Continuing its campaign to cut its debts, BlueLinx Holdings announed today it sold a non-operating facility in Allentown, Pa., and entered into sale-leaseback agreements for its distribution centers in Fort Worth, Texas, and Miami.
“With these property sales and all others incurred since April 2016, BlueLinx will fully satisfy its July 2017 [commercial mortgage-backed security] mortgage payment obligation of $60 million three months ahead of schedule,” the Atlanta-based distributor said. In January, BlueLinx executed a sale-leaseback deal for its yard in Tampa, Florida, and sold a non-operational yard in Wausau, Wis. And last November, BlueLinx sold non-operating facilities in National City, Calif., and Ypsilanti, Mich. (Click here to see more deals.)
“We are exploring additional sale and leaseback transactions, alternative refinancing options as well as other real estate optimization strategies to continue to improve the company’s leverage and financial strength,” Mitch Lewis, BlueLinx’s president and chief executive officer, said in a statement.

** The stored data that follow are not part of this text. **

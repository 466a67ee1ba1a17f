//! End-to-end scenarios driven entirely through the crate's public API:
//! action submission through tick processing and sync diffing, per-player
//! and masked visibility policies, and live-vs-replay hash parity.
//! Deterministic: every test drives `step_tick_once()` directly rather than
//! relying on wall-clock tick timers.

use std::collections::BTreeMap;
use std::sync::{Arc, OnceLock};

use landkeeper::ids::{ClientID, PlayerID, SessionID};
use landkeeper::land::{LandDefinition, LandKeeper, Mode};
use landkeeper::reevaluation::recorder::ReevaluationRecordMetadata;
use landkeeper::reevaluation::{ReevaluationEngine, RunOptions, RunStatus};
use landkeeper::snapshot::{PatchOp, SnapshotValue, StatePatch, SyncUpdate};
use landkeeper::sync::{FieldMeta, FieldValue, StateNode, SyncPolicy};

fn init_logging() {
    let _ = env_logger::builder().is_test(true).try_init();
}

fn triple(name: &str) -> (PlayerID, ClientID, SessionID) {
    (PlayerID::new(name), ClientID::new(format!("{name}-client")), SessionID::new(format!("{name}-session")))
}

// ---------------------------------------------------------------------
// S1: Action -> tick -> sync
// ---------------------------------------------------------------------

#[derive(Clone, Default)]
struct CounterState {
    count: i64,
    dirty: bool,
}

fn counter_fields() -> &'static [FieldMeta] {
    static FIELDS: OnceLock<Vec<FieldMeta>> = OnceLock::new();
    FIELDS.get_or_init(|| vec![FieldMeta { name: "count", policy: SyncPolicy::Broadcast }])
}

impl StateNode for CounterState {
    fn type_name(&self) -> &'static str {
        "Counter"
    }
    fn fields(&self) -> &[FieldMeta] {
        counter_fields()
    }
    fn field_value(&self, _name: &str) -> FieldValue<'_> {
        FieldValue::Leaf(SnapshotValue::Int(self.count))
    }
    fn is_field_dirty(&self, _name: &str) -> bool {
        self.dirty
    }
    fn clear_dirty(&mut self) {
        self.dirty = false;
    }
}

fn counter_definition() -> Arc<LandDefinition<CounterState>> {
    Arc::new(
        LandDefinition::builder("arena", "arena-v1")
            .register_action(
                "Increment",
                |_ctx, state: &mut CounterState, payload| {
                    let amount = payload.get("amount").and_then(serde_json::Value::as_i64).unwrap_or(0);
                    state.count += amount;
                    state.dirty = true;
                    Ok(serde_json::json!({ "count": state.count }))
                },
                vec![],
            )
            .register_client_event("Add", |_ctx, state: &mut CounterState, payload| {
                let amount = payload.get("amount").and_then(serde_json::Value::as_i64).unwrap_or(0);
                state.count += amount;
                state.dirty = true;
            })
            .build()
            .unwrap(),
    )
}

#[tokio::test]
async fn s1_action_tick_sync() {
    init_logging();
    let mut keeper = LandKeeper::new(counter_definition(), CounterState::default(), Mode::Live);
    let (player, client, session) = triple("alice");
    keeper.join(player.clone(), client.clone(), session.clone()).unwrap();

    let rx = keeper
        .handle_action("Increment", serde_json::json!({ "amount": 5 }), player.clone(), client, session)
        .await
        .unwrap();

    // Before tick: state unchanged.
    assert_eq!(keeper.current_state().count, 0);

    let frame = keeper.step_tick_once();
    assert_eq!(keeper.current_state().count, 5);
    assert_eq!(frame.state_hash, Some(landkeeper::hash::state_hash(&BTreeMap::from([(
        "count".to_string(),
        SnapshotValue::Int(5),
    )]))));

    let response = rx.await.unwrap().unwrap();
    assert_eq!(response, serde_json::json!({ "count": 5 }));
}

// ---------------------------------------------------------------------
// S2: Per-player visibility
// ---------------------------------------------------------------------

#[derive(Clone, Default)]
struct PerPlayerState {
    values: BTreeMap<String, String>,
    dirty: bool,
}

fn per_player_fields() -> &'static [FieldMeta] {
    static FIELDS: OnceLock<Vec<FieldMeta>> = OnceLock::new();
    FIELDS.get_or_init(|| {
        vec![FieldMeta {
            name: "perPlayerField",
            policy: SyncPolicy::per_player(|raw, observer| {
                raw.as_object()?.get(observer.as_str()).cloned().map(|v| {
                    SnapshotValue::object([(observer.as_str().to_string(), v)])
                })
            }),
        }]
    })
}

impl StateNode for PerPlayerState {
    fn type_name(&self) -> &'static str {
        "PerPlayer"
    }
    fn fields(&self) -> &[FieldMeta] {
        per_player_fields()
    }
    fn field_value(&self, _name: &str) -> FieldValue<'_> {
        FieldValue::Leaf(SnapshotValue::object(
            self.values.iter().map(|(k, v)| (k.clone(), SnapshotValue::String(v.clone()))),
        ))
    }
    fn is_field_dirty(&self, _name: &str) -> bool {
        self.dirty
    }
    fn clear_dirty(&mut self) {
        self.dirty = false;
    }
}

#[test]
fn s2_per_player_visibility() {
    init_logging();
    let mut engine = landkeeper::sync::engine::SyncEngine::new();
    let state =
        PerPlayerState { values: BTreeMap::from([("alice".into(), "X".into()), ("bob".into(), "Y".into())]), dirty: true };

    let alice = PlayerID::new("alice");
    let bob = PlayerID::new("bob");
    let carol = PlayerID::new("carol");

    let alice_first = engine.generate_diff(&alice, &state, true).unwrap();
    assert_eq!(
        alice_first,
        SyncUpdate::FirstSync(vec![StatePatch::set(
            "/perPlayerField",
            SnapshotValue::object([("alice".to_string(), SnapshotValue::String("X".into()))])
        )])
    );

    let bob_first = engine.generate_diff(&bob, &state, true).unwrap();
    assert_eq!(
        bob_first,
        SyncUpdate::FirstSync(vec![StatePatch::set(
            "/perPlayerField",
            SnapshotValue::object([("bob".to_string(), SnapshotValue::String("Y".into()))])
        )])
    );

    let carol_first = engine.generate_diff(&carol, &state, true).unwrap();
    assert_eq!(carol_first, SyncUpdate::FirstSync(vec![]));
}

// ---------------------------------------------------------------------
// S3: Masked policy
// ---------------------------------------------------------------------

#[derive(Clone)]
struct MaskedState {
    secret: String,
    dirty: bool,
}

fn masked_fields() -> &'static [FieldMeta] {
    static FIELDS: OnceLock<Vec<FieldMeta>> = OnceLock::new();
    FIELDS.get_or_init(|| {
        vec![FieldMeta {
            name: "maskedField",
            policy: SyncPolicy::masked(|raw| {
                let s = match raw {
                    SnapshotValue::String(s) => s.as_str(),
                    _ => "",
                };
                let prefix: String = s.chars().take(3).collect();
                SnapshotValue::String(format!("{prefix}..."))
            }),
        }]
    })
}

impl StateNode for MaskedState {
    fn type_name(&self) -> &'static str {
        "Masked"
    }
    fn fields(&self) -> &[FieldMeta] {
        masked_fields()
    }
    fn field_value(&self, _name: &str) -> FieldValue<'_> {
        FieldValue::Leaf(SnapshotValue::String(self.secret.clone()))
    }
    fn is_field_dirty(&self, _name: &str) -> bool {
        self.dirty
    }
    fn clear_dirty(&mut self) {
        self.dirty = false;
    }
}

#[test]
fn s3_masked_policy_is_identical_for_every_observer() {
    init_logging();
    let mut engine = landkeeper::sync::engine::SyncEngine::new();
    let state = MaskedState { secret: "very_secret".into(), dirty: true };

    let alice = engine.generate_diff(&PlayerID::new("alice"), &state, true).unwrap();
    assert_eq!(alice, SyncUpdate::FirstSync(vec![StatePatch::set("/maskedField", SnapshotValue::String("ver...".into()))]));

    let mut engine2 = landkeeper::sync::engine::SyncEngine::new();
    let empty = MaskedState { secret: String::new(), dirty: true };
    let bob = engine2.generate_diff(&PlayerID::new("bob"), &empty, true).unwrap();
    assert_eq!(bob, SyncUpdate::FirstSync(vec![StatePatch::set("/maskedField", SnapshotValue::String("...".into()))]));
}

// ---------------------------------------------------------------------
// S5: Live -> replay parity
// ---------------------------------------------------------------------

fn seeded_metadata(seed: u64) -> ReevaluationRecordMetadata {
    ReevaluationRecordMetadata {
        land_id: "land-1".into(),
        land_type: "arena".into(),
        created_at_unix_ms: 0,
        land_definition_id: "arena-v1".into(),
        initial_state_hash: None,
        land_config: serde_json::Value::Null,
        rng_seed: seed,
        rule_variant_id: None,
        record_format_version: landkeeper::reevaluation::recorder::RECORD_FORMAT_VERSION.to_string(),
        extensions: BTreeMap::new(),
    }
}

#[tokio::test]
async fn s5_live_then_replay_parity() {
    init_logging();
    let definition = counter_definition();
    let mut keeper = LandKeeper::new(Arc::clone(&definition), CounterState::default(), Mode::Live);
    keeper.enable_recording(seeded_metadata(42));

    let (player, client, session) = triple("alice");
    keeper.join(player.clone(), client.clone(), session.clone()).unwrap();

    let rx1 = keeper
        .handle_action("Increment", serde_json::json!({ "amount": 1 }), player.clone(), client.clone(), session.clone())
        .await
        .unwrap();
    keeper.step_tick_once();
    rx1.await.unwrap().unwrap();

    keeper
        .handle_client_event_envelope(
            landkeeper::transport::ClientEventEnvelope {
                type_identifier: "Add".into(),
                payload: serde_json::json!({ "amount": 2 }),
            },
            Some(player.clone()),
            Some(client.clone()),
            Some(session.clone()),
        )
        .unwrap();
    keeper.step_tick_once();

    let rx3 = keeper
        .handle_action("Increment", serde_json::json!({ "amount": 3 }), player, client, session)
        .await
        .unwrap();
    keeper.step_tick_once();
    rx3.await.unwrap().unwrap();

    assert_eq!(keeper.current_state().count, 6);

    let record = keeper.recorder().unwrap().to_record();
    assert_eq!(record.max_tick_id(), 3);

    let result = ReevaluationEngine::run_record(definition, CounterState::default(), &record, RunOptions::default()).unwrap();

    assert_eq!(result.status, RunStatus::Completed);
    assert!(result.all_matched(), "divergences: {:?}", result.divergences());
    assert_eq!(result.max_tick_id, 3);
}

// ---------------------------------------------------------------------
// S6: Schema mismatch
// ---------------------------------------------------------------------

#[test]
fn s6_schema_mismatch_carries_offending_pair() {
    init_logging();
    let definition = counter_definition();
    let mut wrong_metadata = seeded_metadata(1);
    wrong_metadata.land_definition_id = "other-id".into();

    let record = landkeeper::reevaluation::recorder::ReevaluationRecord { metadata: wrong_metadata, frames: vec![] };

    let err = ReevaluationEngine::run_record(definition, CounterState::default(), &record, RunOptions::default()).unwrap_err();

    assert_eq!(err.code(), 2002);
    match err {
        landkeeper::error::ReplayCompatibilityError::SchemaMismatch { recorded, expected } => {
            assert_eq!(recorded.as_deref(), Some("other-id"));
            assert_eq!(expected, "arena-v1");
        }
        other => panic!("expected SchemaMismatch, got {other:?}"),
    }
}

// ---------------------------------------------------------------------
// Boundary: action submitted while stopping rejects without mutation.
// ---------------------------------------------------------------------

#[tokio::test]
async fn stopped_land_rejects_actions_without_mutating_state() {
    init_logging();
    let mut keeper = LandKeeper::new(counter_definition(), CounterState::default(), Mode::Live);
    keeper.stop();

    let (player, client, session) = triple("alice");
    let err = keeper.handle_action("Increment", serde_json::json!({ "amount": 9 }), player, client, session).await;
    assert!(matches!(err, Err(landkeeper::land::ActionError::LandStopped)));
    assert_eq!(keeper.current_state().count, 0);
}

#[test]
fn zero_tick_interval_with_tick_handler_is_rejected_at_build_time() {
    let result = LandDefinition::<CounterState>::builder("arena", "arena-v1")
        .tick_interval(std::time::Duration::ZERO)
        .tick_handler(|_ctx, _state| {})
        .build();
    assert!(result.is_err());
}

#[test]
fn mapping_key_with_slash_and_tilde_is_escaped_in_patch_paths() {
    assert_eq!(landkeeper::snapshot::escape_pointer_segment("a/b~c"), "a~1b~0c");
}

#[test]
fn patch_op_variants_are_distinguishable() {
    let set = StatePatch::set("/x", SnapshotValue::Int(1));
    let delete = StatePatch::delete("/x");
    assert!(matches!(set.op, PatchOp::Set(_)));
    assert!(matches!(delete.op, PatchOp::Delete));
}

All the sales are showing up in the company’s corporate reports. Earlier this month, the distributor’s fourth-quarter earnings report noted that interest expenses in the final three months of 2016 dropped to $5.3 million from $7.0 million a year earlier, while the balance sheet’s long-term debt line shrank to $271 million as of year end 2016 from $377.8 milion roughly a year before.